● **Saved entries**
▶

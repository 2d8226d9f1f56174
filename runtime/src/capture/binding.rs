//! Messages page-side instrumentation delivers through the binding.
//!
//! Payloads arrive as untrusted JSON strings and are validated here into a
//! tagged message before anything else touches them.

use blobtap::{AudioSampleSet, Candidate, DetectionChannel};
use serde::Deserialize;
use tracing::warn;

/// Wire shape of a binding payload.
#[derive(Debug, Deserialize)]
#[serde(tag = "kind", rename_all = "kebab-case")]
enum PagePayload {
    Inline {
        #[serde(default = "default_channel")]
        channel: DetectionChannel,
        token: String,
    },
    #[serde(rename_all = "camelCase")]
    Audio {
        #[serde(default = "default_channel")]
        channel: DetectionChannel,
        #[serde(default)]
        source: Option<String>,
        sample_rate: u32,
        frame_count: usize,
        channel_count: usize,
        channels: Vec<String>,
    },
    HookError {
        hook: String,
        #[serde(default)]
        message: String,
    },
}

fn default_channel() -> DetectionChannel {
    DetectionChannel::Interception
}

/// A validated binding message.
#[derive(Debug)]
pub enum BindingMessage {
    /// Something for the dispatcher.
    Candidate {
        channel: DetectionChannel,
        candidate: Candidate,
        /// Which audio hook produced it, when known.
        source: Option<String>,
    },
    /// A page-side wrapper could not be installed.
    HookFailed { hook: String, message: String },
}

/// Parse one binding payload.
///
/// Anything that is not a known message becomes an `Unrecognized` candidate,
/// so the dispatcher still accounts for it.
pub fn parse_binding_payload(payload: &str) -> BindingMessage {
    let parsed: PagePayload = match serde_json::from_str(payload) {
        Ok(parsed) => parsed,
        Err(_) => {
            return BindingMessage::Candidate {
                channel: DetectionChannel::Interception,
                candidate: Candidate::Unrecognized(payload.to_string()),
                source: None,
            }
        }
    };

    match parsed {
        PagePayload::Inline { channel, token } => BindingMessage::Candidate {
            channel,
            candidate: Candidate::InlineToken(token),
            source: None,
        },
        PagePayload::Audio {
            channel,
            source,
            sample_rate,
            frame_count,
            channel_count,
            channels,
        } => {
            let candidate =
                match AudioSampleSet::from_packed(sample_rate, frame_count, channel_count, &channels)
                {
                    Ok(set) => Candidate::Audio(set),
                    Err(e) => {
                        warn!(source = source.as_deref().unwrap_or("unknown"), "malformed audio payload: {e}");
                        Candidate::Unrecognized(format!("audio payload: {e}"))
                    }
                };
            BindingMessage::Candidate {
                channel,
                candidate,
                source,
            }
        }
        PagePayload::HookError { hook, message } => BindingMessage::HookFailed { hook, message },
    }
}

◀

● **Exercise**
Nothing but lines that contain "AudioSampleSet" should appear in the answer. Copy each from the records.

● **Exercise solution**
use blobtap::{AudioSampleSet, Candidate, DetectionChannel};
                match AudioSampleSet::from_packed(sample_rate, frame_count, channel_count, &channels)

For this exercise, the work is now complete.